During an interview on 8/29/2022 at approximately 11:15 AM, the Certified Dietary Manager stated that she had not finished training Staff G, and she was not aware of the concerns with gasket being cracked and split.
Review of the policy and procedure titled Food Storage: Cold revised in May 2014 reads, Policy Statement: It is the center policy to insure all Time/Temperature Control for Safety (TCS), frozen and refrigerated food items, will be appropriately stored in accordance with guidelines of the USDA Food Code. Action Steps: 1. The Food Services Director is responsible for storing all items 6 inches above the floor and 18 inches below sprinkler unit . 5. The Food Service Director/ Cook(s) insures that all food items are stored properly in covered containers, labeled and dated, and arranged in a manner to prevent cross contamination.
Review of the policy and procedure titled Food Storage- Dry Goods revised in May 2014 reads, Policy Statement: It is the center policy to insure all dry goods will be appropriately stored in accordance with guidelines of the USDA Food Code. Action Steps: Dry Storage: 1. The Food Services Director or designee is responsible to store all items 6 inches above the floor on shelves, racks, dollies or other surfaces which facilitate thorough cleaning. Items may not be stored within 18 [inches] of the sprinkler unit . 3. The Food Services Director or designee ensures that all packaged and canned food items shall be kept clean dry, and properly sealed.
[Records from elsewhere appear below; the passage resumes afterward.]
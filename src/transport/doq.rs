//! DNS-over-QUIC client (RFC 9250).
//!
//! One QUIC session per client; one bidirectional stream per query. Streams
//! correlate requests and responses by themselves, so the DNS message id is
//! forced to zero on the wire (RFC 9250 §4.2.1). The EDNS0 TCP-keepalive
//! option is specific to TCP/TLS transports and must not appear on a DoQ
//! connection (RFC 9250 §5.5.2); a message carrying it is rejected and the
//! session closed with a protocol error. Proxying is not supported on this
//! transport.

use crate::cache::{self, MessageCache};
use crate::client::{DnsClient, QueryOutcome};
use crate::codec;
use crate::error::ClientError;
use crate::tls::{self, VerifyPolicy};
use crate::transport::Deadline;
use async_trait::async_trait;
use hickory_proto::op::Message;
use hickory_proto::rr::rdata::opt::EdnsCode;
use hickory_proto::rr::Record;
use quinn::crypto::rustls::QuicClientConfig;
use quinn::VarInt;
use std::net::SocketAddr;
use std::sync::Arc;
use std::time::{Duration, Instant};
use tokio::sync::Mutex;
use tracing::{debug, warn};

const DOQ_ALPN: &[u8] = b"doq";

/// Bounded budget for the QUIC handshake during construction and reconnect.
const HANDSHAKE_TIMEOUT: Duration = Duration::from_secs(10);

/// Largest response body a stream read will collect.
const MAX_RESPONSE_SIZE: usize = 65535;

/// DOQ_NO_ERROR application close code (RFC 9250 §8.4).
const DOQ_NO_ERROR: u32 = 0x0;

/// DOQ_PROTOCOL_ERROR application close code (RFC 9250 §8.4).
const DOQ_PROTOCOL_ERROR: u32 = 0x2;

enum SessionState {
    Open(quinn::Connection),
    Closed,
}

/// DNS-over-QUIC client with a private response cache.
pub struct DoqClient {
    server: String,
    addr: SocketAddr,
    server_name: String,
    verify: VerifyPolicy,
    endpoint: quinn::Endpoint,
    session: Mutex<SessionState>,
    cache: MessageCache,
}

impl std::fmt::Debug for DoqClient {
    fn fmt(&self, f: &mut std::fmt::Formatter<'_>) -> std::fmt::Result {
        f.debug_struct("DoqClient")
            .field("server", &self.server)
            .field("verify", &self.verify)
            .finish_non_exhaustive()
    }
}

impl DoqClient {
    /// Dial a QUIC session to `server` (`host:port`) and negotiate the `doq`
    /// application protocol within a bounded handshake timeout.
    pub async fn connect(server: &str, verify: VerifyPolicy) -> Result<Self, ClientError> {
        let addr = tokio::net::lookup_host(server)
            .await
            .map_err(|e| ClientError::Dial {
                server: server.to_string(),
                reason: e.to_string(),
            })?
            .next()
            .ok_or_else(|| ClientError::Dial {
                server: server.to_string(),
                reason: "no addresses resolved".to_string(),
            })?;
        let server_name = host_part(server);

        let tls_config = tls::client_config(verify, &[DOQ_ALPN]);
        let quic_tls = QuicClientConfig::try_from(Arc::new(tls_config))
            .map_err(|e| ClientError::Config(format!("QUIC TLS config: {e}")))?;
        let client_config = quinn::ClientConfig::new(Arc::new(quic_tls));

        let bind: SocketAddr = if addr.is_ipv4() {
            (std::net::Ipv4Addr::UNSPECIFIED, 0).into()
        } else {
            (std::net::Ipv6Addr::UNSPECIFIED, 0).into()
        };
        let mut endpoint = quinn::Endpoint::client(bind).map_err(|e| ClientError::Dial {
            server: server.to_string(),
            reason: format!("creating QUIC endpoint: {e}"),
        })?;
        endpoint.set_default_client_config(client_config);

        let session = dial_session(&endpoint, addr, &server_name, server).await?;

        Ok(Self {
            server: server.to_string(),
            addr,
            server_name,
            verify,
            endpoint,
            session: Mutex::new(SessionState::Open(session)),
            cache: MessageCache::with_sweeper(),
        })
    }

    pub fn server(&self) -> &str {
        &self.server
    }

    pub fn verify_policy(&self) -> VerifyPolicy {
        self.verify
    }

    pub async fn query(&self, message: &Message, timeout: Duration) -> QueryOutcome {
        let started = Instant::now();
        let result = self.exchange(message, Deadline::after(timeout)).await;
        QueryOutcome {
            result,
            elapsed: started.elapsed(),
        }
    }

    async fn exchange(
        &self,
        message: &Message,
        deadline: Deadline,
    ) -> Result<Vec<Record>, ClientError> {
        if let Some(fingerprint) = cache::fingerprint(message) {
            if let Some(answers) = self.cache.get(message) {
                self.cache.update(fingerprint);
                debug!(server = %self.server, "cache hit");
                return Ok(answers);
            }
        }

        if has_tcp_keepalive(message) {
            // RFC 9250 §5.5.2: the option is specific to TCP/TLS transports.
            self.close_session(DOQ_PROTOCOL_ERROR, b"edns-tcp-keepalive not allowed")
                .await;
            return Err(ClientError::KeepaliveOverQuic);
        }

        let session = {
            let state = deadline.run(&self.server, self.session.lock()).await?;
            match &*state {
                SessionState::Open(session) => session.clone(),
                SessionState::Closed => return Err(ClientError::Closed),
            }
        };

        let wire = pack_stream_query(message)?;

        let (mut send, mut recv) = deadline
            .run(&self.server, session.open_bi())
            .await?
            .map_err(|e| ClientError::Io {
                server: self.server.clone(),
                reason: format!("opening stream: {e}"),
            })?;

        deadline
            .run(&self.server, send.write_all(&wire))
            .await?
            .map_err(|e| ClientError::Io {
                server: self.server.clone(),
                reason: format!("writing query: {e}"),
            })?;

        // RFC 9250 §4.2: a FIN signals that no further data follows the
        // query on this stream.
        send.finish().map_err(|e| ClientError::Io {
            server: self.server.clone(),
            reason: format!("finishing stream: {e}"),
        })?;

        let body = deadline
            .run(&self.server, recv.read_to_end(MAX_RESPONSE_SIZE))
            .await?
            .map_err(|e| ClientError::Io {
                server: self.server.clone(),
                reason: format!("reading response: {e}"),
            })?;

        if body.is_empty() {
            return Err(ClientError::EmptyResponse {
                server: self.server.clone(),
            });
        }

        let reply = codec::unpack(&body, &self.server)?;
        debug!(server = %self.server, answers = reply.answers().len(), "DoQ response received");

        let answers = reply.answers().to_vec();
        self.cache.add(message, &answers);
        Ok(answers)
    }

    /// Dial a fresh session from the stored server address and verification
    /// policy, then replace the live session. Also revives a client whose
    /// session was closed by a protocol error.
    pub async fn reconnect(&self) -> Result<(), ClientError> {
        let fresh = dial_session(&self.endpoint, self.addr, &self.server_name, &self.server).await?;

        let mut state = self.session.lock().await;
        if let SessionState::Open(old) = &*state {
            old.close(VarInt::from_u32(DOQ_NO_ERROR), b"");
        }
        *state = SessionState::Open(fresh);

        debug!(server = %self.server, "DoQ session replaced");
        Ok(())
    }

    /// Application-level close with `DOQ_NO_ERROR`.
    pub async fn close(&self) -> Result<(), ClientError> {
        self.close_session(DOQ_NO_ERROR, b"").await;
        self.cache.shutdown();
        Ok(())
    }

    async fn close_session(&self, code: u32, reason: &[u8]) {
        let mut state = self.session.lock().await;
        if let SessionState::Open(session) = &*state {
            session.close(VarInt::from_u32(code), reason);
            if code != DOQ_NO_ERROR {
                warn!(server = %self.server, code, "DoQ session closed with protocol error");
            }
        }
        *state = SessionState::Closed;
    }
}

#[async_trait]
impl DnsClient for DoqClient {
    async fn query(&self, message: &Message, timeout: Duration) -> QueryOutcome {
        DoqClient::query(self, message, timeout).await
    }

    async fn close(&self) -> Result<(), ClientError> {
        DoqClient::close(self).await
    }
}

async fn dial_session(
    endpoint: &quinn::Endpoint,
    addr: SocketAddr,
    server_name: &str,
    server: &str,
) -> Result<quinn::Connection, ClientError> {
    let connecting = endpoint
        .connect(addr, server_name)
        .map_err(|e| ClientError::Dial {
            server: server.to_string(),
            reason: e.to_string(),
        })?;

    tokio::time::timeout(HANDSHAKE_TIMEOUT, connecting)
        .await
        .map_err(|_| ClientError::Timeout {
            server: server.to_string(),
        })?
        .map_err(|e| ClientError::Handshake {
            server: server.to_string(),
            reason: e.to_string(),
        })
}

/// Serialize a query for a DoQ stream. The id on the wire must be zero
/// (RFC 9250 §4.2.1); the stream itself provides correlation, and the
/// caller's message is left untouched.
fn pack_stream_query(message: &Message) -> Result<Vec<u8>, ClientError> {
    let mut wire = codec::pack(message)?;
    wire[0] = 0;
    wire[1] = 0;
    Ok(wire)
}

fn has_tcp_keepalive(message: &Message) -> bool {
    message
        .extensions()
        .as_ref()
        .and_then(|edns| edns.option(EdnsCode::Keepalive))
        .is_some()
}

/// Host component of a `host:port` string, brackets stripped for IPv6.
fn host_part(server: &str) -> String {
    let host = match server.rsplit_once(':') {
        Some((host, port)) if port.chars().all(|c| c.is_ascii_digit()) => host,
        _ => server,
    };
    host.trim_start_matches('[').trim_end_matches(']').to_string()
}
Review of the policy and procedure titled Equipment revised in May 2014 reads, Policy Statement: It is the center policy that all foodservice equipment is clean, sanitary, and in proper working order. Action Steps: 1. The Food Services Director will ensure that all equipment is routinely cleaned and maintained in accordance to [Sic.] manufacturer directions and training materials. 2. The Food Services Director will ensure that all staff members are properly trained in the cleaning and maintenance of all equipment. 3. The Food Services Director will ensure that all food contact equipment is cleaned and sanitized after every use . 5. The Food Services Director will ensure that all submit requests for maintenance or repairs to the Administrator and /or Maintenance Director as needed.